Pénurie de semi-conducteurs: ces usines automobiles à l'arrêt en France

Elle n'avait plus mis les pieds sur son lieu de travail depuis 3 semaines. Gaëlle Fouré, salariée chez Renault Sandouville, subit les mises à l'arrêt de son usine depuis plusieurs mois.
"La question la plus facile, ce serait 'combien de jours j'ai travaillé' en fait, pas 'combien de jours je n'ai pas travaillé'. On ne sait même pas dire ce qu'on fait demain, on n'a aucune visibilité sur l'avenir", témoigne cette femme, qui subit comme beaucoup de salariés dans l'automobile en France les conséquences de la pénurie de semi-conducteurs.
L'approvisionnement de ces composants électroniques essentiels pour les nombreux équipements dans les voitures est en effet perturbé depuis un peu plus d'un an et le début de reprise économique post-covid.
De nombreuses usines à l'arrêt en France
Plusieurs raisons mais parmi les principales, une interruption des commandes par les grands constructeurs automobiles mondiaux au moment de la fermeture des usines au plus fort de la pandémie de coronavirus, conjuguée à une forte demande pour des produits informatiques comme les processeurs et les cartes graphiques. De quoi anticiper une poursuite de cette situation de pénurie au moins jusqu'en 2023.

Si des équipes dédiées suivent pratiquement heure par heure la question, les constructeurs communiquent peu sur ces fermetures de sites temporaires face au manque de pièces. De sources syndicales chez Renault, quatre usines ont dû interrompre leur production partiellement cette semaine du 1er novembre: un jour à Douai, deux jours à Maubeuge, un jour à Bâtilly, un jour à Sandouville. La semaine prochaine, on sait déjà que le site de Douai chômera aussi un journée.
Du côté des sites de Stellantis (ex-PSA), même constat. Si selon la communication du groupe, aucune usine n'était fermée cette semaine en France à cause de la pénurie, les "stop&go" s'enchaînent depuis le début de l'année. L'usine de Rennes a par exemple été fermée quelques jours en octobre après avoir connu de nombreuses fermetures temporaires les mois précédents. Les pertes de salaires des employés peuvent atteindre 500 euros sur la fiche de paye, résumait en fin de semaine dernière une porte-parole de la CFDT.

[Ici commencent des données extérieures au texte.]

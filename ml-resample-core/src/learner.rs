//! Learner adapter trait and fitted model artifacts

use std::any::Any;
use std::fmt;
use std::sync::Arc;

use serde::{Deserialize, Serialize};

use crate::error::{Error, Result};
use crate::params::{ParamSet, ParamValues};
use crate::prediction::{PredictType, Prediction};
use crate::task::{Task, TaskType};
use crate::value::RowId;

/// Optional capabilities a learner may declare
#[derive(Debug, Clone, Copy, PartialEq, Eq, Hash, Serialize, Deserialize)]
pub enum LearnerProperty {
    /// Can fit on data with missing values
    Missings,

    /// Reports feature importance
    Importance,

    /// Handles more than two classes
    Multiclass,

    /// Handles exactly two classes
    Twoclass,
}

/// A fitted model
///
/// The learner-specific state is opaque to the engine; learners downcast
/// it back with [`Model::state`].
#[derive(Clone)]
pub struct Model {
    learner_id: String,
    params: ParamValues,
    train_rows: Vec<RowId>,
    warnings: Vec<String>,
    state: Arc<dyn Any + Send + Sync>,
}

impl Model {
    /// Wrap learner state fitted on `train_rows` with configuration `params`
    pub fn new<S: Any + Send + Sync>(
        learner_id: &str,
        params: ParamValues,
        train_rows: &[RowId],
        state: S,
    ) -> Self {
        Self {
            learner_id: learner_id.to_string(),
            params,
            train_rows: train_rows.to_vec(),
            warnings: Vec::new(),
            state: Arc::new(state),
        }
    }

    /// Attach a warning raised while fitting
    #[must_use]
    pub fn with_warning(mut self, warning: impl Into<String>) -> Self {
        self.warnings.push(warning.into());
        self
    }

    /// Id of the learner that produced this model
    pub fn learner_id(&self) -> &str {
        &self.learner_id
    }

    /// Configuration the model was fitted with
    pub fn params(&self) -> &ParamValues {
        &self.params
    }

    /// Rows the model was fitted on
    pub fn train_rows(&self) -> &[RowId] {
        &self.train_rows
    }

    /// Warnings raised while fitting
    pub fn warnings(&self) -> &[String] {
        &self.warnings
    }

    /// Downcast the learner state
    pub fn state<S: Any>(&self) -> Option<&S> {
        self.state.downcast_ref::<S>()
    }

    /// Downcast the learner state or fail with a predict error
    pub fn expect_state<S: Any>(&self, learner: &str) -> Result<&S> {
        self.state::<S>().ok_or_else(|| {
            Error::predict(
                learner,
                format!("model was produced by '{}'", self.learner_id),
            )
        })
    }
}

impl fmt::Debug for Model {
    fn fmt(&self, f: &mut fmt::Formatter<'_>) -> fmt::Result {
        f.debug_struct("Model")
            .field("learner_id", &self.learner_id)
            .field("params", &self.params)
            .field("train_rows", &self.train_rows.len())
            .field("warnings", &self.warnings)
            .finish_non_exhaustive()
    }
}

/// An algorithm that fits models and predicts with them
///
/// Implementations are immutable configuration snapshots: `train` and
/// `predict` take `&self`, and a changed configuration is a new learner
/// obtained from [`Learner::with_params`].
pub trait Learner: Send + Sync {
    /// Learner id, e.g. `classif.kknn`
    fn id(&self) -> &str;

    /// Task type this learner handles
    fn task_type(&self) -> TaskType;

    /// Declared capabilities
    fn properties(&self) -> &[LearnerProperty] {
        &[]
    }

    /// Feature types accepted, by [`crate::schema::DataType::kind`] name
    fn feature_types(&self) -> &[&'static str];

    /// Predict types supported
    fn predict_types(&self) -> &[PredictType] {
        &[PredictType::Response]
    }

    /// Hyperparameter schema
    fn param_set(&self) -> &ParamSet;

    /// Current configuration
    fn params(&self) -> &ParamValues;

    /// New snapshot with `values` overlaid on the current configuration
    fn with_params(&self, values: &ParamValues) -> Result<Arc<dyn Learner>>;

    /// Fit a model on the given task rows
    fn train(&self, task: &Task, rows: &[RowId]) -> Result<Model>;

    /// Predict the given task rows with a fitted model
    fn predict(&self, model: &Model, task: &Task, rows: &[RowId]) -> Result<Prediction>;

    /// Identity of this learner configuration, used to decide whether
    /// resample results can be combined
    fn key(&self) -> String {
        format!("{}[{}]", self.id(), self.params())
    }
}

impl fmt::Debug for dyn Learner {
    fn fmt(&self, f: &mut fmt::Formatter<'_>) -> fmt::Result {
        write!(f, "Learner({})", self.key())
    }
}

/// Check that a learner can be applied to a task before any work starts
pub fn check_compatible(learner: &dyn Learner, task: &Task) -> Result<()> {
    if learner.task_type() != task.task_type() {
        return Err(Error::config(format!(
            "learner '{}' ({}) cannot handle task '{}' ({})",
            learner.id(),
            learner.task_type(),
            task.id(),
            task.task_type()
        )));
    }

    let accepted = learner.feature_types();
    for (name, data_type) in task.feature_types() {
        if !accepted.contains(&data_type.kind()) {
            return Err(Error::config(format!(
                "learner '{}' does not support feature '{}' of type {}",
                learner.id(),
                name,
                data_type
            )));
        }
    }

    if task.task_type() == TaskType::Classification {
        let classes = task.class_names()?.len();
        let props = learner.properties();
        if classes > 2 && !props.contains(&LearnerProperty::Multiclass) {
            return Err(Error::config(format!(
                "learner '{}' does not support {} classes",
                learner.id(),
                classes
            )));
        }
        if classes == 2 && !props.contains(&LearnerProperty::Twoclass) {
            return Err(Error::config(format!(
                "learner '{}' does not support binary tasks",
                learner.id()
            )));
        }
    }
    Ok(())
}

A l'usine Stellantis de Sochaux, conséquence de cette situation, l'équipe de nuit a été supprimée et avec elle, de nombreuses opportunités de travail.
"Avant covid, on était 2200 intérimaires et aujourd'hui on est à 40 intérimaires, ce n'est pas normal. Sans eux, on ne tourne pas, sans eux il n'y a pas de bagnoles qui sortent", résume Jérôme Broussard, secrétaire général CGT.
Au niveau mondial, la perte de production (c'est à dire le nombre de véhicules non-produits en raison de cette pénurie) pour l'ensemble des constructeurs s'approcherait des 8 millions d'unités en 2021. Elle a été estimée à 600.000 unités par Stellantis au troisième trimestre dernier. Renault a évoqué de son côté le chiffre de 500.000 unités pour l'ensemble de l'année.
Une production encore bien inférieure à 2019
En France, les chiffres fournis par le cabinet Inovev permettent d'avoir un aperçu de la situation depuis le début de l'année. Après la forte baisse de la production automobile de véhicules légers (véhicules particuliers et utilitaires) de 41% enregistrée l'an dernier, sur fond de covid et de début de pénurie, la production ne se redressera que de 15% cette année d'après ses prévisions. Mais, par rapport aux plus de 2,1 millions d'unités produites en 2019, la production devrait s'établir en baisse de 31% cette année.
Avec de fortes disparités selon les constructeurs: toujours d'après les prévisions d'Inovev, la production de Renault-Nissan devrait s'afficher en baisse de 6% par rapport à l'an dernier, alors que celle de Stellantis devait progresser de 26% et celle de Toyota, avec son site d'Onnaing près de Valenciennes, en hausse de 31%.
Mais en comparant à 2019, dernière année "normale" avant la crise, le groupe japonais serait en fait le seul à afficher une production en hausse cette année, profitant notamment du lancement de la Yaris Cross.